◆ DATASET RECORDS:
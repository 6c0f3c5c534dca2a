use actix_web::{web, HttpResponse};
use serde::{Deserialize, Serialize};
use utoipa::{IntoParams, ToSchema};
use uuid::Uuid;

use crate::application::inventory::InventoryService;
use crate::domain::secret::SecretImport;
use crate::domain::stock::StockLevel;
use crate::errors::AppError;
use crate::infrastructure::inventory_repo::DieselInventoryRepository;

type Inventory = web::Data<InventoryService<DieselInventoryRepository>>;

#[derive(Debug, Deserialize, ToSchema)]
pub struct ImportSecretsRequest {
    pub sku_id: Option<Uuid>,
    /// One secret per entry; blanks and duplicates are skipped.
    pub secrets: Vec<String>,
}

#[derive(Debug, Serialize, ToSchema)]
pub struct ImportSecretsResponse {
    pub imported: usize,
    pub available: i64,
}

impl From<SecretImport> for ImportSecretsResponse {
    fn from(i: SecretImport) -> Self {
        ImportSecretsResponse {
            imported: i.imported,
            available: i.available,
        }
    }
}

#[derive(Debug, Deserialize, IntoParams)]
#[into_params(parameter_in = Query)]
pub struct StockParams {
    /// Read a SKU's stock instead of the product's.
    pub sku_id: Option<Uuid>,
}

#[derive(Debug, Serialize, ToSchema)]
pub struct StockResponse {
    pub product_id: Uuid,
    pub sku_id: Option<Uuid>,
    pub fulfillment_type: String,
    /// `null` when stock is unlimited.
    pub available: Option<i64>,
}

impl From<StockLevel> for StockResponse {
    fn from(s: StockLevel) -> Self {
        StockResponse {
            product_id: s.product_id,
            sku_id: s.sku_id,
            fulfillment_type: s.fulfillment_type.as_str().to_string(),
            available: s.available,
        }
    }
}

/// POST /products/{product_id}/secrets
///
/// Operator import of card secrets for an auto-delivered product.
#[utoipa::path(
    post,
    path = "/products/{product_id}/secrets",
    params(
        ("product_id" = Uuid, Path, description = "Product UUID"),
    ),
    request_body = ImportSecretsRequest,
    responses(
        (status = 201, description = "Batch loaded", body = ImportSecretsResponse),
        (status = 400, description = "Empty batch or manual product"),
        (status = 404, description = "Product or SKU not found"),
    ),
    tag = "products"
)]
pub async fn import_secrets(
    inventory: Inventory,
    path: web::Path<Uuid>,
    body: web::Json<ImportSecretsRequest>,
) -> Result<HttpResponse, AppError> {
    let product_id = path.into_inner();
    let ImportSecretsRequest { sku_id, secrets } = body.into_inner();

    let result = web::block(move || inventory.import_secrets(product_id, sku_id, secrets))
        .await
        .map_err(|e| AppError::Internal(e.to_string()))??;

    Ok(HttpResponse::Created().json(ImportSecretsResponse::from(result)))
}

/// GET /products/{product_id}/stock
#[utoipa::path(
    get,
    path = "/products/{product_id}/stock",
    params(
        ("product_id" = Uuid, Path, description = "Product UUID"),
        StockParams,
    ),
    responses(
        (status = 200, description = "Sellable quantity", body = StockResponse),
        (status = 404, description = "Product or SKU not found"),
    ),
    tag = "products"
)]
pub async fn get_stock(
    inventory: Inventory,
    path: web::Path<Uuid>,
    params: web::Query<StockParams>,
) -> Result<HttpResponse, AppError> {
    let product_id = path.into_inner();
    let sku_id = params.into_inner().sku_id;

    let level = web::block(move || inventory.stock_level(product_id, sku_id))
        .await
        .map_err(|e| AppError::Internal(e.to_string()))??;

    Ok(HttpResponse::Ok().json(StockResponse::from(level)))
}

◆ WHAT THE EXERCISE ASKS: Once you have found every line in the listing that holds the string "ImportSecretsResponse", copy each of them.

◆ TASK RESPONSE:
pub struct ImportSecretsResponse {
impl From<SecretImport> for ImportSecretsResponse {
        ImportSecretsResponse {
        (status = 201, description = "Batch loaded", body = ImportSecretsResponse),
    Ok(HttpResponse::Created().json(ImportSecretsResponse::from(result)))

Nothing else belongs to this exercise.